Doug Merritt -- President, Chief Executive Officer, and Board Member

Thanks, Raimo. Yeah, the focus for the Observability Cloud was to drive clear and effective integration across the many different components that in collection, make up the Observability Suite from APM to digital experience, management to monitoring to synthetic monitoring, etc. I think the team has done an incredible job of driving really rapid and effective integration. And then just as importantly, renewed and revitalized and unified user experience for our customers.

I think you gave care.com, as one of the deeper dives on my prepared remarks, where they're really focused on the totality of the different capabilities that we've brought to bear with this observability suite. Customers can pick and choose, but ultimately, as you are driving high volume of net new application capabilities on a cloud-first basis, developing an AWS for other clouds, you really need the entire Observability Cloud to get that job done effectively, which is why we've been so focused on making sure that we've got the breadth and depth of features that drive that effective performance of the application development teams, the DevOps teams, the same reliability engineering teams, and cloud ops teams that organizations are so dependent on, as a transition to be a digital-first set of companies.

Jason Child -- Chief Financial Officer and Senior Vice President

On the contract duration piece, I'd say, first, for cloud, comparing multiyear agreement is continually -- or is remaining our primary motion, and our compensation plan does include incentives to drive this outcome where possible. I would say that the Q1 impact was impacted because we did have some shorter duration deals that were related to expansion, and we wanted to co-term those with existing contracts. So I do expect to see the term -- oh, I'm sorry, the cloud duration go back up into the kind of mid- to high 20s. For term, we do continue to work with customers on the right timing of their eventual migration to cloud.
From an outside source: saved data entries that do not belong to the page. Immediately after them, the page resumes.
mod handle;
mod poller;

pub use handle::EngineHandle;
pub use poller::ReconciliationEngine;
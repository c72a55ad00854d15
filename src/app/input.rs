use std::time::Duration;

use crate::{
    app::{
        key_map::Key,
        utils::{quickload, quicksave},
        Config,
    },
    core::{Status, Vm},
};
use log::*;
use sdl3::{event::Event, keyboard::Keycode};

/// Handles updating the input of the machine
///
/// Tracks which keys are held from SDL's key events, computes the equivalent hex keypad state and
/// updates it in the machine.
/// Also responsible for updating the app specific settings, such as increasing/decreasing volume.
pub struct Input {
    keys: Vec<Keycode>,
    last_keys: Vec<Keycode>,
}

impl Input {
    pub fn new() -> Input {
        Input {
            keys: Vec::new(),
            last_keys: Vec::new(),
        }
    }
    /// Record a key being pressed or released.
    pub fn handle_event(&mut self, event: &Event) {
        match event {
            Event::KeyDown {
                keycode: Some(k), ..
            } => {
                if !self.keys.contains(k) {
                    self.keys.push(*k);
                }
            }
            Event::KeyUp {
                keycode: Some(k), ..
            } => self.keys.retain(|held| held != k),
            _ => {}
        }
    }
    fn key_down(k: &Key, keys: &[Keycode]) -> bool {
        keys.contains(&k.code)
    }
    fn key_pressed(&self, k: &Key) -> bool {
        Input::key_down(k, &self.keys) && !Input::key_down(k, &self.last_keys)
    }
    /// The hex keypad state for the keys currently held, bit `n` is hex key `n`.
    pub fn keypad_state(&self, config: &Config) -> u16 {
        config
            .key_map
            .keypad
            .iter()
            .enumerate()
            .filter(|(_, k)| Input::key_down(k, &self.keys))
            .fold(0, |state, (i, _)| state | (1 << i))
    }
    /// Apply the keys held since the last update to the machine and the app.
    /// * `now` Time since the app started, used to time status messages
    pub fn update(&mut self, vm: &mut Vm, config: &mut Config, status: &mut Status, now: Duration) {
        vm.set_keys(self.keypad_state(config));
        let km = config.key_map.clone();
        if self.key_pressed(&km.pause) {
            config.paused = !config.paused;
            status.show(if config.paused { "Paused" } else { "Resumed" }, now);
        }
        let diff = if self.key_pressed(&km.volume_up) {
            0.1
        } else if self.key_pressed(&km.volume_down) {
            -0.1
        } else {
            0.0
        };
        if diff != 0.0 {
            config.change_volume(diff);
            status.show(format!("Volume {:.0}%", config.volume * 100.0), now);
        }

        if self.key_pressed(&km.quicksave) {
            match quicksave(vm, config) {
                Ok(_) => status.show("Saved", now),
                Err(e) => {
                    error!("{}", e);
                    status.show(e, now);
                }
            }
        } else if self.key_pressed(&km.quickload) {
            match quickload(config) {
                Ok(v) => {
                    *vm = v;
                    status.show("Loaded savestate", now);
                }
                Err(e) => {
                    error!("Encountered an error while quickloading, aborting: {}", e);
                    status.show(e, now);
                }
            }
        } else if self.key_pressed(&km.reset) {
            match config.program_path.clone() {
                Some(path) => match vm.load_file(&path) {
                    Ok(_) => status.show("Reset", now),
                    Err(e) => status.show_persistent(e.to_string()),
                },
                None => info!("No program to reset"),
            }
        }

        self.last_keys = self.keys.clone();
    }
}

impl Default for Input {
    fn default() -> Input {
        Input::new()
    }
}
In many cases, customers are choosing to extend their term contracts over a shorter period than they've done historically as they anticipate moving to cloud. So as a result, I do expect to see some downward pressure throughout the year on term durations.

Raimo Lenschow -- Barclays Investment Bank -- Analyst

Thank you.

Doug Merritt -- President, Chief Executive Officer, and Board Member

Thanks very much.

Operator

Thank you. Our next question comes from the line of Matt Hedberg from RBC Capital Markets. Your question, please.

Matt Hedberg -- RBC Capital Markets -- Analyst

Oh, hey, guys, thanks. Thanks for the questions, and well done as well on the ARR side. Kind of a two-point question, I guess, for Doug. Obviously, with all of these breaches, it strikes me that you guys are in a really good position to help both the public and private sector, with your SIM broader security solutions.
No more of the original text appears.